Respectfully, I believe Cloudflare’s public comments today have been a real disservice. This blog post, and your CEO on Twitter today, took every opportunity to say “DAMN THOSE MORONS AT 701!”. They’re not.
You are 100% right that 701 should have had some sort of protection mechanism in place to prevent this. But do we know they didn’t? Do we know it was there and just setup wrong? Did another change at another time break what was there? I used 701 many jobs ago and they absolutely had filtering in place; it saved my bacon when I screwed up once and started readvertising a full table from a 2nd provider. They smacked my session down an I got a nice call about it.
You guys have repeatedly accused them of being dumb without even speaking to anyone yet from the sounds of it. Shouldn’t we be working on facts?
Should they have been easier to reach once an issue was detected? Probably. They’re certainly not the first vendor to have a slow response time though.

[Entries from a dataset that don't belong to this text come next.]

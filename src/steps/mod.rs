//! Step descriptors, metadata, and invocation.
//!
//! - [`StepDescriptor`] - One planned unit of work
//! - [`MetadataTable`] - Display metadata keyed by file name
//! - [`StepInvoker`] - The seam through which steps actually run
//!
//! # Example
//!
//! ```
//! use steprunner::config::Properties;
//! use steprunner::steps::{RecordingInvoker, StepDescriptor, StepInvoker};
//!
//! let step = StepDescriptor::new("scripts/Build.sh")
//!     .with_groups(["build"])
//!     .after("restore.sh");
//! assert_eq!(step.identity, "build.sh");
//!
//! let mut invoker = RecordingInvoker::new();
//! invoker.invoke(&step, &Properties::parse("a=b")).unwrap();
//! assert_eq!(invoker.identities(), vec!["build.sh"]);
//! ```

pub mod descriptor;
pub mod invoker;
pub mod metadata;

pub use descriptor::{identity_for, StepDescriptor};
pub use invoker::{DryRunInvoker, Invocation, RecordingInvoker, ShellInvoker, StepInvoker};
pub use metadata::{MetadataTable, StepDisplay, StepMetadata};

Seems like when an APAC carrier takes 18 hours to get back to us, we write it off as the cost of doing business.
It also would have been nice, in my opinion, to take a harder stance on the BGP optimizer that generated he bogus routes, and the steel company that failed BGP 101 and just gladly reannounced one upstream to another. 701 is culpable for their mistakes, but there doesn’t seem like there is much appetite to shame the other contributors.

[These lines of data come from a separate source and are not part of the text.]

//! Plan command implementation.
//!
//! The `steprunner plan` command prints the resolved execution order and
//! whether each step would run under the group filter.

use std::collections::HashMap;
use std::path::{Path, PathBuf};

use serde::Serialize;

use crate::cli::args::PlanArgs;
use crate::error::{Result, StepRunnerError};
use crate::runner::{resolve_order, GroupFilter, RunConfig};
use crate::steps::StepDescriptor;
use crate::ui::UserInterface;

use super::dispatcher::{load_or_report, Command, CommandResult, EXIT_NO_CONFIG};

/// One row of the plan.
#[derive(Debug, Clone, Serialize)]
pub struct PlanEntry {
    pub position: usize,
    pub identity: String,
    pub name: String,
    pub groups: Vec<String>,
    pub eligible: bool,
}

/// The plan command implementation.
pub struct PlanCommand {
    project_root: PathBuf,
    config_path: Option<PathBuf>,
    args: PlanArgs,
}

impl PlanCommand {
    /// Create a new plan command.
    pub fn new(project_root: &Path, config_path: Option<&Path>, args: PlanArgs) -> Self {
        Self {
            project_root: project_root.to_path_buf(),
            config_path: config_path.map(Path::to_path_buf),
            args,
        }
    }

    /// Resolve the plan rows for a run.
    pub fn entries(run: &RunConfig) -> Result<Vec<PlanEntry>> {
        let plan = resolve_order(&run.steps)?;
        let by_identity: HashMap<&str, &StepDescriptor> = run
            .steps
            .iter()
            .map(|s| (s.identity.as_str(), s))
            .collect();

        Ok(plan
            .order()
            .iter()
            .filter_map(|id| by_identity.get(id.as_str()).copied())
            .enumerate()
            .map(|(i, step)| PlanEntry {
                position: i + 1,
                identity: step.identity.clone(),
                name: run.metadata.describe(step).name,
                groups: step.groups.iter().cloned().collect(),
                eligible: run.filter.matches(step),
            })
            .collect())
    }
}

impl Command for PlanCommand {
    fn execute(&self, ui: &mut dyn UserInterface) -> Result<CommandResult> {
        let Some(config) = load_or_report(&self.project_root, self.config_path.as_deref(), ui)?
        else {
            return Ok(CommandResult::failure(EXIT_NO_CONFIG));
        };

        let mut run = RunConfig::from_config(&config);
        if !self.args.groups.is_empty() {
            run.filter = GroupFilter::new(&self.args.groups);
        }

        let entries = match Self::entries(&run) {
            Ok(entries) => entries,
            Err(e) if e.is_resolution_error() => {
                ui.error(&e.to_string());
                return Ok(CommandResult::failure(1));
            }
            Err(e) => return Err(e),
        };

        if self.args.json {
            let json = serde_json::to_string_pretty(&entries)
                .map_err(|e| StepRunnerError::Other(e.into()))?;
            ui.message(&json);
            return Ok(CommandResult::success());
        }

        let theme = ui.theme();
        ui.show_header(&format!("Execution plan ({})", run.filter));
        for entry in &entries {
            let groups = if entry.groups.is_empty() {
                String::new()
            } else {
                format!(" [{}]", entry.groups.join(", "))
            };
            let line = format!("{:>3}. {}{}", entry.position, entry.name, groups);
            if entry.eligible {
                ui.message(&line);
            } else {
                ui.message(&format!(
                    "{} {}",
                    theme.dim.apply_to(line),
                    theme.dim.apply_to("(skipped)")
                ));
            }
        }

        Ok(CommandResult::success())
    }
}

You’re right to use this as a lever to push for proper filtering , RPKI, best practices. I’m 100% behind that. We can all be a hell of a lot better at what we do. This stuff happens more than it should, but less than it could.

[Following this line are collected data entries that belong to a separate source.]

//! Mock UI implementation for testing.
//!
//! `MockUI` implements the `UserInterface` trait and captures all
//! messages for later assertion.
//!
//! # Example
//!
//! ```
//! use steprunner::ui::{MockUI, UserInterface};
//!
//! let mut ui = MockUI::new();
//! ui.message("Starting");
//! ui.error("Step 'build.sh' failed");
//!
//! assert!(ui.has_message("Starting"));
//! assert_eq!(ui.errors().len(), 1);
//! ```

use super::{OutputMode, UserInterface};

/// A captured message with its level.
#[derive(Debug, Clone, Copy, PartialEq, Eq)]
pub enum Level {
    Detail,
    Message,
    Success,
    Warning,
    Error,
}

/// Mock UI implementation for testing.
#[derive(Debug, Default)]
pub struct MockUI {
    mode: OutputMode,
    log: Vec<(Level, String)>,
    headers: Vec<String>,
}

impl MockUI {
    /// Create a new MockUI with Normal output mode.
    pub fn new() -> Self {
        Self::default()
    }

    /// Create a new MockUI with a specific output mode.
    pub fn with_mode(mode: OutputMode) -> Self {
        Self {
            mode,
            ..Default::default()
        }
    }

    fn at(&self, level: Level) -> Vec<String> {
        self.log
            .iter()
            .filter(|(l, _)| *l == level)
            .map(|(_, m)| m.clone())
            .collect()
    }

    /// Every captured message in order, with levels.
    pub fn log(&self) -> &[(Level, String)] {
        &self.log
    }

    /// Get all captured detail messages.
    pub fn details(&self) -> Vec<String> {
        self.at(Level::Detail)
    }

    /// Get all captured messages.
    pub fn messages(&self) -> Vec<String> {
        self.at(Level::Message)
    }

    /// Get all captured success messages.
    pub fn successes(&self) -> Vec<String> {
        self.at(Level::Success)
    }

    /// Get all captured warning messages.
    pub fn warnings(&self) -> Vec<String> {
        self.at(Level::Warning)
    }

    /// Get all captured error messages.
    pub fn errors(&self) -> Vec<String> {
        self.at(Level::Error)
    }

    /// Get all captured headers.
    pub fn headers(&self) -> &[String] {
        &self.headers
    }

    fn has(&self, level: Level, msg: &str) -> bool {
        self.log.iter().any(|(l, m)| *l == level && m.contains(msg))
    }

    /// Check if a specific message was shown.
    pub fn has_message(&self, msg: &str) -> bool {
        self.has(Level::Message, msg)
    }

    /// Check if a specific detail was shown.
    pub fn has_detail(&self, msg: &str) -> bool {
        self.has(Level::Detail, msg)
    }

    /// Check if a specific success was shown.
    pub fn has_success(&self, msg: &str) -> bool {
        self.has(Level::Success, msg)
    }

    /// Check if a specific warning was shown.
    pub fn has_warning(&self, msg: &str) -> bool {
        self.has(Level::Warning, msg)
    }

    /// Check if a specific error was shown.
    pub fn has_error(&self, msg: &str) -> bool {
        self.has(Level::Error, msg)
    }
}

impl UserInterface for MockUI {
    fn output_mode(&self) -> OutputMode {
        self.mode
    }

    fn message(&mut self, msg: &str) {
        self.log.push((Level::Message, msg.to_string()));
    }

    fn detail(&mut self, msg: &str) {
        self.log.push((Level::Detail, msg.to_string()));
    }

    fn success(&mut self, msg: &str) {
        self.log.push((Level::Success, msg.to_string()));
    }

    fn warning(&mut self, msg: &str) {
        self.log.push((Level::Warning, msg.to_string()));
    }

    fn error(&mut self, msg: &str) {
        self.log.push((Level::Error, msg.to_string()));
    }

    fn show_header(&mut self, title: &str) {
        self.headers.push(title.to_string());
    }
}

But this industry is one big ass glass house. What’s that thing about stones again?
On Mon, Jun 24, 2019 at 18:06 Justin Paine via NANOG <nanog@nanog.org> wrote:
FYI for the group -- we just published this: https://blog.cloudflare.com/how-verizon-and-a-bgp-optimizer-knocked-large-pa...
_________________ *Justin Paine* Director of Trust & Safety PGP: BBAA 6BCE 3305 7FD6 6452 7115 57B6 0114 DE0B 314D 101 Townsend St., San Francisco, CA 94107 <https://www.google.com/maps/search/101+Townsend+St.,+San+Francisco,+CA+94107?entry=gmail&source=g>
On Mon, Jun 24, 2019 at 2:25 PM Mark Tinka <mark.tinka@seacom.mu> wrote:
On 24/Jun/19 18:09, Pavel Lunin wrote:
Hehe, I haven't seen this text before. Can't agree more.
Get your tie back on Job, nobody listened again.
More seriously, I see no difference between prefix hijacking and the so called bgp optimisation based on completely fake announces on behalf of other people.
If ever your upstream or any other party who your company pays money to does this dirty thing, now it's just the right moment to go explain them that you consider this dangerous for your business and are looking for better partners among those who know how to run internet without breaking it.
We struggled with a number of networks using these over eBGP sessions they had with networks that shared their routing data with BGPmon. It sent off all sorts of alarms, and troubleshooting it was hard when a network thinks you are de-aggregating massively, and yet you know you aren't.
Each case took nearly 3 weeks to figure out.
BGP optimizers are the bane of my existence.
Mark.